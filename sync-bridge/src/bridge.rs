//! SyncBridge — blocking calls over callback-completed operations.
//!
//! # Example
//!
//! ```
//! use std::thread;
//! use std::time::Duration;
//! use sync_bridge::{await_completion_until, BridgeError, Deadline};
//!
//! let result: Result<u32, BridgeError<String>> = await_completion_until(
//!     |done| {
//!         thread::spawn(move || {
//!             done.succeed(42);
//!         });
//!     },
//!     Deadline::after(Duration::from_secs(1)),
//! );
//! assert_eq!(result, Ok(42));
//! ```
//!
//! A timeout only stops the wait. The operation keeps running and its
//! eventual completion is discarded.

use std::time::Duration;

use crate::completion::{Completion, WaitHandle};
use crate::config::BridgeConfig;
use crate::error::{BridgeError, ConfigError};
use crate::types::{Deadline, Outcome, DEFAULT_TIMEOUT};

/// Run `launcher` and block until it completes, waiting at most
/// [`DEFAULT_TIMEOUT`].
///
/// See [`await_completion_until`].
pub fn await_completion<T, E, L>(launcher: L) -> Result<T, BridgeError<E>>
where
    L: FnOnce(Completion<T, E>),
{
    await_completion_until(launcher, Deadline::default())
}

/// Run `launcher` and block until it completes or `deadline` passes.
///
/// `launcher` receives the completion callback and must only *start* the
/// work; it runs on the calling thread before the wait begins.
///
/// # Errors
///
/// - [`BridgeError::Operation`] if the operation completed with a failure,
///   including a failure that lands as the deadline expires.
/// - [`BridgeError::Timeout`] if nothing was delivered in time.
pub fn await_completion_until<T, E, L>(launcher: L, deadline: Deadline) -> Result<T, BridgeError<E>>
where
    L: FnOnce(Completion<T, E>),
{
    let handle = WaitHandle::new();
    launcher(handle.completion());

    tracing::trace!(
        "Waiting for completion ({}ms left)",
        deadline.remaining().as_millis()
    );

    match handle.wait(deadline) {
        Some(Outcome::Failure(e)) => {
            tracing::trace!("Operation completed with failure");
            Err(BridgeError::Operation(e))
        }
        Some(Outcome::Success(value)) => {
            tracing::trace!("Operation completed successfully");
            Ok(value)
        }
        None => {
            tracing::debug!("Timed out waiting for completion");
            Err(BridgeError::Timeout)
        }
    }
}

/// Reusable bridge carrying a configured timeout.
///
/// Holds no per-call state; one `SyncBridge` can serve any number of
/// concurrent calls from different threads.
#[derive(Debug, Clone, Copy, PartialEq, Eq)]
pub struct SyncBridge {
    timeout: Duration,
}

impl SyncBridge {
    /// Create a bridge from configuration.
    pub fn new(config: &BridgeConfig) -> Result<Self, ConfigError> {
        config.validate()?;
        Ok(Self {
            timeout: config.timeout(),
        })
    }

    /// Replace the wait timeout.
    pub fn with_timeout(mut self, timeout: Duration) -> Self {
        self.timeout = timeout;
        self
    }

    /// The wait timeout applied by [`call`](Self::call).
    pub fn timeout(&self) -> Duration {
        self.timeout
    }

    /// Run `launcher`, waiting at most this bridge's timeout.
    pub fn call<T, E, L>(&self, launcher: L) -> Result<T, BridgeError<E>>
    where
        L: FnOnce(Completion<T, E>),
    {
        await_completion_until(launcher, Deadline::after(self.timeout))
    }

    /// Run `launcher` against an explicit deadline, ignoring the configured
    /// timeout.
    pub fn call_until<T, E, L>(&self, launcher: L, deadline: Deadline) -> Result<T, BridgeError<E>>
    where
        L: FnOnce(Completion<T, E>),
    {
        await_completion_until(launcher, deadline)
    }
}

impl Default for SyncBridge {
    fn default() -> Self {
        Self {
            timeout: DEFAULT_TIMEOUT,
        }
    }
}
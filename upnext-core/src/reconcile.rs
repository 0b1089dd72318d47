//! Reconciliation of sync-mirror events.
//!
//! When the service is connected to several calendar sources, the same
//! occurrence can show up twice: once as the original record and once as a
//! sync-mirror imported from another source. This module collapses those
//! duplicates and resolves mirror pointers back to their originating record.

use std::collections::HashSet;

use crate::event::Event;
use crate::moment::Moment;

/// Remove redundant sync-mirrors from a fetched event list.
///
/// A mirror is dropped when the event it references is itself present in the
/// list, so only the original record survives. Mirrors whose reference points
/// at nothing stay in the list — they are the only copy we have. First-seen
/// order is preserved.
///
/// Idempotent: running the result through again removes nothing.
pub fn dedupe_synced(events: Vec<Event>) -> Vec<Event> {
    let ids: HashSet<&str> = events.iter().map(|e| e.id.as_str()).collect();

    let keep: Vec<bool> = events
        .iter()
        .map(|event| match event.synced_original_id() {
            Some(original_id) => !ids.contains(original_id),
            None => true,
        })
        .collect();

    events
        .into_iter()
        .zip(keep)
        .filter_map(|(event, keep)| keep.then_some(event))
        .collect()
}

/// Resolve a possibly-mirror event back to its original record.
///
/// Returns the original when `event` is a sync-mirror and its original exists
/// in `events`; otherwise the input unchanged. Events without an extractable
/// reference pass through untouched.
pub fn resolve_original<'a>(event: &'a Event, events: &'a [Event]) -> &'a Event {
    match event.synced_original_id() {
        Some(original_id) => events
            .iter()
            .find(|candidate| candidate.id == original_id)
            .unwrap_or(event),
        None => event,
    }
}

/// Resolve both pointers of a moment against the event list.
pub fn resolve_moment(moment: Moment, events: &[Event]) -> Moment {
    Moment {
        current: moment
            .current
            .map(|e| resolve_original(&e, events).clone()),
        next: moment.next.map(|e| resolve_original(&e, events).clone()),
    }
}

#[cfg(test)]
mod tests {
    use super::*;
    use crate::event::{EventCategory, RsvpStatus};
    use chrono::{TimeZone, Utc};

    fn event(id: &str, title: &str) -> Event {
        Event {
            id: id.to_string(),
            title: title.to_string(),
            source_title: None,
            start: Utc.with_ymd_and_hms(2025, 3, 20, 15, 0, 0).unwrap(),
            end: Utc.with_ymd_and_hms(2025, 3, 20, 16, 0, 0).unwrap(),
            rsvp: RsvpStatus::Accepted,
            category: EventCategory::Standard,
            color: None,
        }
    }

    #[test]
    fn test_dedupe_drops_mirror_when_original_present() {
        let events = vec![
            event("e1", "Team Sync"),
            event("sync:e1:work", "Team Sync"),
            event("e2", "1:1"),
        ];

        let deduped = dedupe_synced(events);

        let ids: Vec<&str> = deduped.iter().map(|e| e.id.as_str()).collect();
        assert_eq!(ids, vec!["e1", "e2"]);
    }

    #[test]
    fn test_dedupe_keeps_mirror_without_original() {
        let events = vec![event("sync:gone:work", "Orphan"), event("e2", "1:1")];

        let deduped = dedupe_synced(events);
        assert_eq!(deduped.len(), 2);
    }

    #[test]
    fn test_dedupe_preserves_order() {
        let events = vec![
            event("e3", "c"),
            event("sync:e3:work", "c copy"),
            event("e1", "a"),
            event("e2", "b"),
        ];

        let ids: Vec<String> = dedupe_synced(events).into_iter().map(|e| e.id).collect();
        assert_eq!(ids, vec!["e3", "e1", "e2"]);
    }

    #[test]
    fn test_dedupe_is_idempotent() {
        let events = vec![
            event("e1", "Team Sync"),
            event("sync:e1:work", "Team Sync"),
            event("sync:gone:home", "Orphan"),
        ];

        let once = dedupe_synced(events);
        let twice = dedupe_synced(once.clone());
        assert_eq!(once, twice);
    }

    #[test]
    fn test_resolve_original_finds_match() {
        let events = vec![event("e1", "Team Sync"), event("e2", "1:1")];
        let mirror = event("sync:e1:work", "Team Sync (copy)");

        let resolved = resolve_original(&mirror, &events);
        assert_eq!(resolved.id, "e1");
        assert_eq!(resolved.title, "Team Sync");
    }

    #[test]
    fn test_resolve_original_passes_through_without_match_or_reference() {
        let events = vec![event("e1", "Team Sync")];

        let orphan = event("sync:missing:work", "Orphan");
        assert_eq!(resolve_original(&orphan, &events), &orphan);

        let plain = event("e9", "Plain");
        assert_eq!(resolve_original(&plain, &events), &plain);
    }

    #[test]
    fn test_resolve_moment_resolves_both_pointers() {
        let events = vec![event("e1", "Team Sync"), event("e2", "1:1")];
        let moment = Moment {
            current: Some(event("sync:e1:work", "copy")),
            next: Some(event("sync:e2:work", "copy")),
        };

        let resolved = resolve_moment(moment, &events);
        assert_eq!(resolved.current.unwrap().title, "Team Sync");
        assert_eq!(resolved.next.unwrap().title, "1:1");
    }
}
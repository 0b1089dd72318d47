//! Wire schema for the scheduling service API.
//!
//! The fetch layer deserializes raw JSON into these types and converts them
//! into validated core types before anything downstream sees them. Unknown
//! enum strings degrade to safe defaults; a violated time invariant rejects
//! the record.

use chrono::{DateTime, Utc};
use serde::Deserialize;

use crate::error::{UpNextError, UpNextResult};
use crate::event::{Event, EventCategory, RsvpStatus};
use crate::moment::Moment;

/// An event record as returned by the events endpoint.
#[derive(Debug, Clone, Deserialize)]
#[serde(rename_all = "camelCase")]
pub struct ApiEvent {
    pub id: String,
    pub title: String,
    /// Title from the source calendar system (present when the query asks
    /// for source details)
    #[serde(default)]
    pub source_title: Option<String>,
    pub event_start: DateTime<Utc>,
    pub event_end: DateTime<Utc>,
    #[serde(default)]
    pub rsvp_status: Option<RsvpStatus>,
    #[serde(default)]
    pub category: Option<EventCategory>,
    #[serde(default)]
    pub color: Option<String>,
}

/// The "what's next" endpoint payload.
#[derive(Debug, Clone, Default, Deserialize)]
#[serde(rename_all = "camelCase")]
pub struct ApiMoment {
    #[serde(default)]
    pub event: Option<ApiEvent>,
    #[serde(default)]
    pub next_event: Option<ApiEvent>,
}

impl TryFrom<ApiEvent> for Event {
    type Error = UpNextError;

    fn try_from(raw: ApiEvent) -> UpNextResult<Self> {
        if raw.event_end < raw.event_start {
            return Err(UpNextError::InvalidEvent {
                id: raw.id,
                reason: format!(
                    "end {} precedes start {}",
                    raw.event_end, raw.event_start
                ),
            });
        }

        Ok(Event {
            id: raw.id,
            title: raw.title,
            source_title: raw.source_title,
            start: raw.event_start,
            end: raw.event_end,
            rsvp: raw.rsvp_status.unwrap_or(RsvpStatus::NotResponded),
            category: raw.category.unwrap_or(EventCategory::Standard),
            color: raw.color,
        })
    }
}

impl TryFrom<ApiMoment> for Moment {
    type Error = UpNextError;

    fn try_from(raw: ApiMoment) -> UpNextResult<Self> {
        Ok(Moment {
            current: raw.event.map(Event::try_from).transpose()?,
            next: raw.next_event.map(Event::try_from).transpose()?,
        })
    }
}

/// Convert a fetched event list, dropping records that fail validation.
///
/// A single bad record must not blank the whole menu; the caller logs how
/// many were dropped.
pub fn into_events(raw: Vec<ApiEvent>) -> (Vec<Event>, usize) {
    let total = raw.len();
    let events: Vec<Event> = raw.into_iter().filter_map(|r| Event::try_from(r).ok()).collect();
    let dropped = total - events.len();
    (events, dropped)
}
//! Service-neutral event types.
//!
//! These types represent calendar events in a provider-agnostic way. The
//! fetch layer converts API responses into these types, and all reconciling,
//! bucketing, and title composition works exclusively with them.

use chrono::{DateTime, Duration, Utc};
use serde::{Deserialize, Serialize};

/// A calendar event (service-neutral)
#[derive(Debug, Clone, PartialEq, Serialize, Deserialize)]
pub struct Event {
    /// Service-assigned event identifier. Sync-mirror copies encode the
    /// original event's id here, see [`Event::synced_original_id`].
    pub id: String,
    /// Event title/summary
    pub title: String,
    /// Title override from the source calendar system, preferred over
    /// `title` for display when present
    pub source_title: Option<String>,
    /// Start instant
    pub start: DateTime<Utc>,
    /// End instant (always >= start; enforced at the wire boundary)
    pub end: DateTime<Utc>,
    /// The user's response to the invitation
    pub rsvp: RsvpStatus,
    /// Distinguishes real meetings from system-inserted buffers
    pub category: EventCategory,
    /// Color/category key from the service (display passthrough)
    pub color: Option<String>,
}

/// The user's response state to an event invitation.
#[derive(Debug, Clone, Copy, PartialEq, Eq, Serialize, Deserialize)]
#[serde(rename_all = "SCREAMING_SNAKE_CASE")]
pub enum RsvpStatus {
    Accepted,
    Declined,
    Tentative,
    #[serde(other)]
    NotResponded,
}

/// Event category as reported by the scheduling service.
///
/// Buffer categories are scheduling artifacts (pre-meeting prep, travel
/// time) and are never shown as real meetings.
#[derive(Debug, Clone, Copy, PartialEq, Eq, Serialize, Deserialize)]
#[serde(rename_all = "SCREAMING_SNAKE_CASE")]
pub enum EventCategory {
    ConferenceBuffer,
    TravelBuffer,
    #[serde(other)]
    Standard,
}

impl Event {
    /// Title to display, preferring the source-system override.
    pub fn display_title(&self) -> &str {
        self.source_title.as_deref().unwrap_or(&self.title)
    }

    pub fn duration(&self) -> Duration {
        self.end - self.start
    }

    /// Whether this is a system-inserted buffer rather than a real meeting.
    pub fn is_buffer(&self) -> bool {
        matches!(
            self.category,
            EventCategory::ConferenceBuffer | EventCategory::TravelBuffer
        )
    }

    /// Whether `now` falls within the event window (inclusive on both ends).
    pub fn is_active_at(&self, now: DateTime<Utc>) -> bool {
        self.start <= now && now <= self.end
    }

    /// If this event is a sync-mirror of an event from another connected
    /// calendar, return the original event's id.
    ///
    /// Mirror ids are encoded as `sync:{original_id}:{source_calendar}`.
    /// Both segments must be non-empty for the reference to count; anything
    /// else is treated as a plain event (malformed ids are not an error).
    pub fn synced_original_id(&self) -> Option<&str> {
        let rest = self.id.strip_prefix("sync:")?;
        let (original, source) = rest.split_once(':')?;
        if original.is_empty() || source.is_empty() {
            return None;
        }
        Some(original)
    }
}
════
Work task | Return each line of the data that contains the string "SyncBridge".

Expected answer |
//! SyncBridge — blocking calls over callback-completed operations.
/// Holds no per-call state; one `SyncBridge` can serve any number of
pub struct SyncBridge {
impl SyncBridge {
impl Default for SyncBridge {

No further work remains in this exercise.